Read through the lines below for the string "RenameError" and copy each one that has it.

========================================================================

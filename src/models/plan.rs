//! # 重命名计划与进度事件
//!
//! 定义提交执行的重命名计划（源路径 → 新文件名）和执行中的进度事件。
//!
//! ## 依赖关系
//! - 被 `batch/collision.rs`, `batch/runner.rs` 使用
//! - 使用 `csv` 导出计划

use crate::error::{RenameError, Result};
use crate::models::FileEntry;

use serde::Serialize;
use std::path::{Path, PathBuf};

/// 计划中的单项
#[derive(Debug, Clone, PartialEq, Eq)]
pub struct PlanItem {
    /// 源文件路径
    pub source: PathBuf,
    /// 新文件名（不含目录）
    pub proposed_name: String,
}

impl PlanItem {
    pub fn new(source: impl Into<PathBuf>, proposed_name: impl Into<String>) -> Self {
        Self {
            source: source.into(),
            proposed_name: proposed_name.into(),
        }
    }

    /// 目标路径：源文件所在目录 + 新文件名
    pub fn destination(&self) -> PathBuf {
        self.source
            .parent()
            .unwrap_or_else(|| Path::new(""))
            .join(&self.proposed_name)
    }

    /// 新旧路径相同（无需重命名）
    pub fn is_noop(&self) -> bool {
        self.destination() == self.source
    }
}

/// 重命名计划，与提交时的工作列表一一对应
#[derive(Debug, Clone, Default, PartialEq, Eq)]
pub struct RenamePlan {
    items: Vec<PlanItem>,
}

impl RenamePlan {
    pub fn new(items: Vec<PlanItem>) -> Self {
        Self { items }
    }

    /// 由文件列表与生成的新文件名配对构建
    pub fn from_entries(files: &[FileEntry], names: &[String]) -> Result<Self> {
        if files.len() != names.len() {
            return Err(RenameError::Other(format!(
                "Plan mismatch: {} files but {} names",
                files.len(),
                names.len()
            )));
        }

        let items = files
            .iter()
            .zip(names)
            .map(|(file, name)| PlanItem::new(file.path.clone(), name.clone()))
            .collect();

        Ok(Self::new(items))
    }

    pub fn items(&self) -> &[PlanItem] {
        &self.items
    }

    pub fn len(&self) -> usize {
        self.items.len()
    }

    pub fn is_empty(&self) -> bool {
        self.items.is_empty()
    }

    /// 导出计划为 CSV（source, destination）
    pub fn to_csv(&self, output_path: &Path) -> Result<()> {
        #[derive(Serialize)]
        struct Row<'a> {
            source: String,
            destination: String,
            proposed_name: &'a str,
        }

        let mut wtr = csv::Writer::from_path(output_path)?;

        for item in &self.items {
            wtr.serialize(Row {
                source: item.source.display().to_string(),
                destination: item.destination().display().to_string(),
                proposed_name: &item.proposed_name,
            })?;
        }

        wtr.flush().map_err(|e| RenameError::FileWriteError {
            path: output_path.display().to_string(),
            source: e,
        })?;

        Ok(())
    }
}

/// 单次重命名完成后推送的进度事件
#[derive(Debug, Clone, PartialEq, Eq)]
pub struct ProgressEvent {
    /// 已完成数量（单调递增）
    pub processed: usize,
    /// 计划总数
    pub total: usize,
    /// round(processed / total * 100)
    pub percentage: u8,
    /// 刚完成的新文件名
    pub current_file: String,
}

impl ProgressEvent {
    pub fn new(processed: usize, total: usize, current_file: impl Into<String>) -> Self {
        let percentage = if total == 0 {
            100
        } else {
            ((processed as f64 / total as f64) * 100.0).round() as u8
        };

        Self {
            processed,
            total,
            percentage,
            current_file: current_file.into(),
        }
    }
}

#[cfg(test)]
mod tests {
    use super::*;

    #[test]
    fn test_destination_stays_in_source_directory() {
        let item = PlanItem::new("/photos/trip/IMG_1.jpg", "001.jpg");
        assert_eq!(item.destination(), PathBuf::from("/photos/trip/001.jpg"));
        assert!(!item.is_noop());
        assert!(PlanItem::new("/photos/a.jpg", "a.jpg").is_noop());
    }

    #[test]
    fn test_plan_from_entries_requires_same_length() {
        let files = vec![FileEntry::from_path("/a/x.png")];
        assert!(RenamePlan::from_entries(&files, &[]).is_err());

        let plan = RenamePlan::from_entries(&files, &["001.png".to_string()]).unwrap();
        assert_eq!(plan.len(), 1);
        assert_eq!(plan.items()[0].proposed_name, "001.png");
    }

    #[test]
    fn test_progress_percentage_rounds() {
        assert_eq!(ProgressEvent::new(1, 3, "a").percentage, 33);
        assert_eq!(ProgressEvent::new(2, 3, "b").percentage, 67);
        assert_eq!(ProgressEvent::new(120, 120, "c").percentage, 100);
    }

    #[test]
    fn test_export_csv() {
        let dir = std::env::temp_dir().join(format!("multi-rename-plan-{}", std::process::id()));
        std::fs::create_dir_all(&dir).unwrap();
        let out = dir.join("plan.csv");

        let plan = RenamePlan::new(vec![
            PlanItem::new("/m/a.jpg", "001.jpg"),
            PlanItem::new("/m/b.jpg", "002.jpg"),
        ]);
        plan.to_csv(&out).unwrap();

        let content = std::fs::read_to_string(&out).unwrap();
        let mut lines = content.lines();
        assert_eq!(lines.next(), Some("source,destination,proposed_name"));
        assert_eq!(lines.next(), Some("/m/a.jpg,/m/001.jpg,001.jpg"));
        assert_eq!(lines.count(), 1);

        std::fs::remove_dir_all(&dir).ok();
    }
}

========================================================================

Answer to the exercise:
use crate::error::{RenameError, Result};
            return Err(RenameError::Other(format!(
        wtr.flush().map_err(|e| RenameError::FileWriteError {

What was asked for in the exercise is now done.